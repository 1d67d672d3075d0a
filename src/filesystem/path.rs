// src/filesystem/path.rs

//! Path sanitization utilities for security
//!
//! Archive entry names come from untrusted input: the integrity check only
//! authenticates an artifact as a whole, never the individual paths inside
//! it. Everything that turns an entry name into a filesystem path goes
//! through here.

use crate::error::{Error, Result};
use std::path::{Component, Path, PathBuf};

/// Sanitize an archive entry name into a relative path
///
/// Unlike a lenient normalizer this rejects, rather than rewrites, anything
/// that could resolve outside the extraction root:
/// - `..` components anywhere in the path
/// - absolute paths (`/etc/passwd`) and Windows prefixes (`C:\`)
/// - backslash separators, which some archivers emit for Windows paths
///
/// `.` components are dropped. Empty results are rejected.
///
/// # Examples
///
/// ```
/// use rbdeploy::filesystem::path::sanitize_entry_path;
/// use std::path::PathBuf;
///
/// assert_eq!(
///     sanitize_entry_path(".rockbox/rockbox.rock").unwrap(),
///     PathBuf::from(".rockbox/rockbox.rock")
/// );
/// assert!(sanitize_entry_path("../etc/passwd").is_err());
/// assert!(sanitize_entry_path("/etc/passwd").is_err());
/// ```
pub fn sanitize_entry_path(name: &str) -> Result<PathBuf> {
    if name.contains('\\') {
        return Err(Error::PathTraversal(format!(
            "Backslash in entry name: {}",
            name
        )));
    }

    let mut normalized = PathBuf::new();

    for component in Path::new(name).components() {
        match component {
            Component::Normal(c) => normalized.push(c),
            Component::CurDir => {}
            Component::ParentDir => {
                return Err(Error::PathTraversal(name.to_string()));
            }
            Component::RootDir | Component::Prefix(_) => {
                return Err(Error::PathTraversal(format!(
                    "Absolute entry name: {}",
                    name
                )));
            }
        }
    }

    if normalized.as_os_str().is_empty() {
        return Err(Error::InvalidPath(format!(
            "Empty entry name after sanitization: {:?}",
            name
        )));
    }

    Ok(normalized)
}

/// Safely join a root path with an untrusted entry name
///
/// The name is sanitized first; the joined result is then checked to still
/// sit under `root`, and, when both exist on disk, their canonical forms are
/// compared as well so a symlinked intermediate directory cannot redirect the
/// write.
pub fn safe_join(root: impl AsRef<Path>, name: &str) -> Result<PathBuf> {
    let root = root.as_ref();
    let sanitized = sanitize_entry_path(name)?;
    let joined = root.join(&sanitized);

    if !joined.starts_with(root) {
        return Err(Error::PathTraversal(format!(
            "{} resolves outside {}",
            joined.display(),
            root.display()
        )));
    }

    if let (Ok(canonical_root), Some(parent)) = (root.canonicalize(), joined.parent())
        && let Ok(canonical_parent) = parent.canonicalize()
        && !canonical_parent.starts_with(&canonical_root)
    {
        return Err(Error::PathTraversal(format!(
            "{} is reached through a link leaving {}",
            joined.display(),
            root.display()
        )));
    }

    Ok(joined)
}

/// Render a relative path with forward slashes for reports
pub fn display_relative(path: &Path) -> String {
    path.components()
        .map(|c| c.as_os_str().to_string_lossy())
        .collect::<Vec<_>>()
        .join("/")
}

_Task brief_: Each entry above should be retyped exactly, with nothing missed.

_Solution for this problem_:
repository 1d67d672d3075d0a
filename src/filesystem/path.rs
// src/filesystem/path.rs

//! Path sanitization utilities for security
//!
//! Archive entry names come from untrusted input: the integrity check only
//! authenticates an artifact as a whole, never the individual paths inside
//! it. Everything that turns an entry name into a filesystem path goes
//! through here.

use crate::error::{Error, Result};
use std::path::{Component, Path, PathBuf};

/// Sanitize an archive entry name into a relative path
///
/// Unlike a lenient normalizer this rejects, rather than rewrites, anything
/// that could resolve outside the extraction root:
/// - `..` components anywhere in the path
/// - absolute paths (`/etc/passwd`) and Windows prefixes (`C:\`)
/// - backslash separators, which some archivers emit for Windows paths
///
/// `.` components are dropped. Empty results are rejected.
///
/// # Examples
///
/// ```
/// use rbdeploy::filesystem::path::sanitize_entry_path;
/// use std::path::PathBuf;
///
/// assert_eq!(
///     sanitize_entry_path(".rockbox/rockbox.rock").unwrap(),
///     PathBuf::from(".rockbox/rockbox.rock")
/// );
/// assert!(sanitize_entry_path("../etc/passwd").is_err());
/// assert!(sanitize_entry_path("/etc/passwd").is_err());
/// ```
pub fn sanitize_entry_path(name: &str) -> Result<PathBuf> {
    if name.contains('\\') {
        return Err(Error::PathTraversal(format!(
            "Backslash in entry name: {}",
            name
        )));
    }

    let mut normalized = PathBuf::new();

    for component in Path::new(name).components() {
        match component {
            Component::Normal(c) => normalized.push(c),
            Component::CurDir => {}
            Component::ParentDir => {
                return Err(Error::PathTraversal(name.to_string()));
            }
            Component::RootDir | Component::Prefix(_) => {
                return Err(Error::PathTraversal(format!(
                    "Absolute entry name: {}",
                    name
                )));
            }
        }
    }

    if normalized.as_os_str().is_empty() {
        return Err(Error::InvalidPath(format!(
            "Empty entry name after sanitization: {:?}",
            name
        )));
    }

    Ok(normalized)
}

/// Safely join a root path with an untrusted entry name
///
/// The name is sanitized first; the joined result is then checked to still
/// sit under `root`, and, when both exist on disk, their canonical forms are
/// compared as well so a symlinked intermediate directory cannot redirect the
/// write.
pub fn safe_join(root: impl AsRef<Path>, name: &str) -> Result<PathBuf> {
    let root = root.as_ref();
    let sanitized = sanitize_entry_path(name)?;
    let joined = root.join(&sanitized);

    if !joined.starts_with(root) {
        return Err(Error::PathTraversal(format!(
            "{} resolves outside {}",
            joined.display(),
            root.display()
        )));
    }

    if let (Ok(canonical_root), Some(parent)) = (root.canonicalize(), joined.parent())
        && let Ok(canonical_parent) = parent.canonicalize()
        && !canonical_parent.starts_with(&canonical_root)
    {
        return Err(Error::PathTraversal(format!(
            "{} is reached through a link leaving {}",
            joined.display(),
            root.display()
        )));
    }

    Ok(joined)
}

/// Render a relative path with forward slashes for reports
pub fn display_relative(path: &Path) -> String {
    path.components()
        .map(|c| c.as_os_str().to_string_lossy())
        .collect::<Vec<_>>()
        .join("/")
}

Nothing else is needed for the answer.